### [STUDY MATERIAL]
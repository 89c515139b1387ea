//! PII redaction

mod standard_redactor;

pub use standard_redactor::StandardRedactor;

use crate::detector::PIIType;
use serde::{Deserialize, Serialize};
use std::collections::BTreeMap;

/// Glyph written over masked characters
pub const MASK_GLYPH: char = '●';

/// Redaction mode
#[derive(Debug, Clone, Copy, PartialEq, Eq, Default, Serialize, Deserialize)]
#[serde(rename_all = "snake_case")]
pub enum RedactionMode {
    /// Replace every match with a `[REDACTED:<TAG>]` token
    Strict,

    /// Reveal a short suffix, mask the rest
    #[default]
    Mask,

    /// Leave text untouched; no scanning happens
    #[serde(rename = "none")]
    Disabled,
}

impl RedactionMode {
    pub fn as_str(&self) -> &'static str {
        match self {
            RedactionMode::Strict => "strict",
            RedactionMode::Mask => "mask",
            RedactionMode::Disabled => "none",
        }
    }
}

impl std::str::FromStr for RedactionMode {
    type Err = String;

    fn from_str(s: &str) -> Result<Self, Self::Err> {
        match s.trim().to_lowercase().as_str() {
            "strict" => Ok(RedactionMode::Strict),
            "mask" => Ok(RedactionMode::Mask),
            "none" => Ok(RedactionMode::Disabled),
            other => Err(format!(
                "unknown redaction mode '{}', expected strict, mask or none",
                other
            )),
        }
    }
}

/// Caller-supplied redaction policy
#[derive(Debug, Clone, Default, PartialEq, Eq, Serialize, Deserialize)]
#[serde(rename_all = "camelCase")]
pub struct PiiPolicy {
    /// How matches are rewritten
    #[serde(default)]
    pub mode: RedactionMode,

    /// Email domains that are never redacted (suffix match, case-insensitive)
    #[serde(default, alias = "allow_email_domains")]
    pub allow_email_domains: Vec<String>,
}

impl PiiPolicy {
    pub fn strict() -> Self {
        Self {
            mode: RedactionMode::Strict,
            allow_email_domains: Vec::new(),
        }
    }

    pub fn mask() -> Self {
        Self {
            mode: RedactionMode::Mask,
            allow_email_domains: Vec::new(),
        }
    }

    /// Add allow-listed email domains
    pub fn with_allowed_domains<I, S>(mut self, domains: I) -> Self
    where
        I: IntoIterator<Item = S>,
        S: Into<String>,
    {
        self.allow_email_domains
            .extend(domains.into_iter().map(Into::into));
        self
    }

    /// Whether an email domain is covered by the allow-list
    pub fn allows_email_domain(&self, domain: &str) -> bool {
        let domain = domain.to_lowercase();
        self.allow_email_domains.iter().any(|allowed| {
            let allowed = allowed.trim().trim_start_matches('@').to_lowercase();
            !allowed.is_empty() && domain.ends_with(&allowed)
        })
    }
}

/// Per-call count of matches by category
#[derive(Debug, Clone, Default, PartialEq, Eq, Serialize, Deserialize)]
#[serde(transparent)]
pub struct PiiSummary(BTreeMap<PIIType, usize>);

impl PiiSummary {
    pub fn new() -> Self {
        Self::default()
    }

    /// Count one match of `pii_type`
    pub fn record(&mut self, pii_type: PIIType) {
        *self.0.entry(pii_type).or_insert(0) += 1;
    }

    /// Matches found for `pii_type` (zero when absent)
    pub fn get(&self, pii_type: PIIType) -> usize {
        self.0.get(&pii_type).copied().unwrap_or(0)
    }

    pub fn contains(&self, pii_type: PIIType) -> bool {
        self.0.contains_key(&pii_type)
    }

    pub fn is_empty(&self) -> bool {
        self.0.is_empty()
    }

    /// Number of categories found
    pub fn len(&self) -> usize {
        self.0.len()
    }

    /// Matches across all categories
    pub fn total(&self) -> usize {
        self.0.values().sum()
    }

    pub fn iter(&self) -> impl Iterator<Item = (PIIType, usize)> + '_ {
        self.0.iter().map(|(k, v)| (*k, *v))
    }
}

/// Result of one redaction call
#[derive(Debug, Clone, PartialEq, Eq, Serialize, Deserialize)]
#[serde(rename_all = "camelCase")]
pub struct RedactionOutcome {
    pub redacted: String,
    pub summary: PiiSummary,
    pub had_pii: bool,
}

impl RedactionOutcome {
    /// Outcome for text that was not scanned
    pub fn untouched(text: &str) -> Self {
        Self {
            redacted: text.to_string(),
            summary: PiiSummary::new(),
            had_pii: false,
        }
    }
}

/// Trait for redacting PII from text
pub trait PIIRedactor: Send + Sync {
    /// Redact PII from text according to the policy
    fn redact(&self, text: &str, policy: &PiiPolicy) -> RedactionOutcome;
}

/// Mask all but the last `keep` characters with [`MASK_GLYPH`].
///
/// Strings no longer than `keep` are masked entirely.
pub fn mask(value: &str, keep: usize) -> String {
    let len = value.chars().count();
    if len <= keep {
        return MASK_GLYPH.to_string().repeat(len);
    }

    let hidden = len - keep;
    value
        .chars()
        .enumerate()
        .map(|(i, c)| if i < hidden { MASK_GLYPH } else { c })
        .collect()
}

### [DIRECTIONS FOR THIS TASK]
With no additions or omissions, transcribe every record.

### [EXERCISE OUTPUT]
repository 89c515139b1387ea
//! PII redaction

mod standard_redactor;

pub use standard_redactor::StandardRedactor;

use crate::detector::PIIType;
use serde::{Deserialize, Serialize};
use std::collections::BTreeMap;

/// Glyph written over masked characters
pub const MASK_GLYPH: char = '●';

/// Redaction mode
#[derive(Debug, Clone, Copy, PartialEq, Eq, Default, Serialize, Deserialize)]
#[serde(rename_all = "snake_case")]
pub enum RedactionMode {
    /// Replace every match with a `[REDACTED:<TAG>]` token
    Strict,

    /// Reveal a short suffix, mask the rest
    #[default]
    Mask,

    /// Leave text untouched; no scanning happens
    #[serde(rename = "none")]
    Disabled,
}

impl RedactionMode {
    pub fn as_str(&self) -> &'static str {
        match self {
            RedactionMode::Strict => "strict",
            RedactionMode::Mask => "mask",
            RedactionMode::Disabled => "none",
        }
    }
}

impl std::str::FromStr for RedactionMode {
    type Err = String;

    fn from_str(s: &str) -> Result<Self, Self::Err> {
        match s.trim().to_lowercase().as_str() {
            "strict" => Ok(RedactionMode::Strict),
            "mask" => Ok(RedactionMode::Mask),
            "none" => Ok(RedactionMode::Disabled),
            other => Err(format!(
                "unknown redaction mode '{}', expected strict, mask or none",
                other
            )),
        }
    }
}

/// Caller-supplied redaction policy
#[derive(Debug, Clone, Default, PartialEq, Eq, Serialize, Deserialize)]
#[serde(rename_all = "camelCase")]
pub struct PiiPolicy {
    /// How matches are rewritten
    #[serde(default)]
    pub mode: RedactionMode,

    /// Email domains that are never redacted (suffix match, case-insensitive)
    #[serde(default, alias = "allow_email_domains")]
    pub allow_email_domains: Vec<String>,
}

impl PiiPolicy {
    pub fn strict() -> Self {
        Self {
            mode: RedactionMode::Strict,
            allow_email_domains: Vec::new(),
        }
    }

    pub fn mask() -> Self {
        Self {
            mode: RedactionMode::Mask,
            allow_email_domains: Vec::new(),
        }
    }

    /// Add allow-listed email domains
    pub fn with_allowed_domains<I, S>(mut self, domains: I) -> Self
    where
        I: IntoIterator<Item = S>,
        S: Into<String>,
    {
        self.allow_email_domains
            .extend(domains.into_iter().map(Into::into));
        self
    }

    /// Whether an email domain is covered by the allow-list
    pub fn allows_email_domain(&self, domain: &str) -> bool {
        let domain = domain.to_lowercase();
        self.allow_email_domains.iter().any(|allowed| {
            let allowed = allowed.trim().trim_start_matches('@').to_lowercase();
            !allowed.is_empty() && domain.ends_with(&allowed)
        })
    }
}

/// Per-call count of matches by category
#[derive(Debug, Clone, Default, PartialEq, Eq, Serialize, Deserialize)]
#[serde(transparent)]
pub struct PiiSummary(BTreeMap<PIIType, usize>);

impl PiiSummary {
    pub fn new() -> Self {
        Self::default()
    }

    /// Count one match of `pii_type`
    pub fn record(&mut self, pii_type: PIIType) {
        *self.0.entry(pii_type).or_insert(0) += 1;
    }

    /// Matches found for `pii_type` (zero when absent)
    pub fn get(&self, pii_type: PIIType) -> usize {
        self.0.get(&pii_type).copied().unwrap_or(0)
    }

    pub fn contains(&self, pii_type: PIIType) -> bool {
        self.0.contains_key(&pii_type)
    }

    pub fn is_empty(&self) -> bool {
        self.0.is_empty()
    }

    /// Number of categories found
    pub fn len(&self) -> usize {
        self.0.len()
    }

    /// Matches across all categories
    pub fn total(&self) -> usize {
        self.0.values().sum()
    }

    pub fn iter(&self) -> impl Iterator<Item = (PIIType, usize)> + '_ {
        self.0.iter().map(|(k, v)| (*k, *v))
    }
}

/// Result of one redaction call
#[derive(Debug, Clone, PartialEq, Eq, Serialize, Deserialize)]
#[serde(rename_all = "camelCase")]
pub struct RedactionOutcome {
    pub redacted: String,
    pub summary: PiiSummary,
    pub had_pii: bool,
}

impl RedactionOutcome {
    /// Outcome for text that was not scanned
    pub fn untouched(text: &str) -> Self {
        Self {
            redacted: text.to_string(),
            summary: PiiSummary::new(),
            had_pii: false,
        }
    }
}

/// Trait for redacting PII from text
pub trait PIIRedactor: Send + Sync {
    /// Redact PII from text according to the policy
    fn redact(&self, text: &str, policy: &PiiPolicy) -> RedactionOutcome;
}

/// Mask all but the last `keep` characters with [`MASK_GLYPH`].
///
/// Strings no longer than `keep` are masked entirely.
pub fn mask(value: &str, keep: usize) -> String {
    let len = value.chars().count();
    if len <= keep {
        return MASK_GLYPH.to_string().repeat(len);
    }

    let hidden = len - keep;
    value
        .chars()
        .enumerate()
        .map(|(i, c)| if i < hidden { MASK_GLYPH } else { c })
        .collect()
}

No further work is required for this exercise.